# [ACTION ITEM]
The records below are to be transcribed exactly as they appear.

# [Stored items]
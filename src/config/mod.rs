//! Configuration module for the provisioning orchestrator.
//!
//! This module handles all configuration-related functionality:
//! - Parsing `almadeploy.yaml` and layering environment and CLI values
//! - Validation of configuration values
//! - Deriving absolute host paths
//! - Computing configuration and content hashes

mod spec;
mod parser;
mod validator;
mod hash;
mod layout;

pub use spec::{
    AppConfig, DEFAULT_APP_NAME, DatabaseConfig, DeployConfig, FirewallConfig, HealthCheckConfig,
    PackagesConfig, PathsConfig, PreflightConfig, SourcesConfig, TlsConfig,
};
pub use parser::{ConfigOverrides, ConfigParser, DEFAULT_CONFIG_FILES, find_config_file};
pub use validator::{ConfigValidator, ValidationError, ValidationResult};
pub use hash::ConfigHasher;
pub use layout::{DEFAULT_LOG_FILE, HostLayout, NGINX_GROUP, PG_DATA_DIR};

# [WRITTEN ANSWER]
filename src/config/mod.rs
//! Configuration module for the provisioning orchestrator.
//!
//! This module handles all configuration-related functionality:
//! - Parsing `almadeploy.yaml` and layering environment and CLI values
//! - Validation of configuration values
//! - Deriving absolute host paths
//! - Computing configuration and content hashes

mod spec;
mod parser;
mod validator;
mod hash;
mod layout;

pub use spec::{
    AppConfig, DEFAULT_APP_NAME, DatabaseConfig, DeployConfig, FirewallConfig, HealthCheckConfig,
    PackagesConfig, PathsConfig, PreflightConfig, SourcesConfig, TlsConfig,
};
pub use parser::{ConfigOverrides, ConfigParser, DEFAULT_CONFIG_FILES, find_config_file};
pub use validator::{ConfigValidator, ValidationError, ValidationResult};
pub use hash::ConfigHasher;
pub use layout::{DEFAULT_LOG_FILE, HostLayout, NGINX_GROUP, PG_DATA_DIR};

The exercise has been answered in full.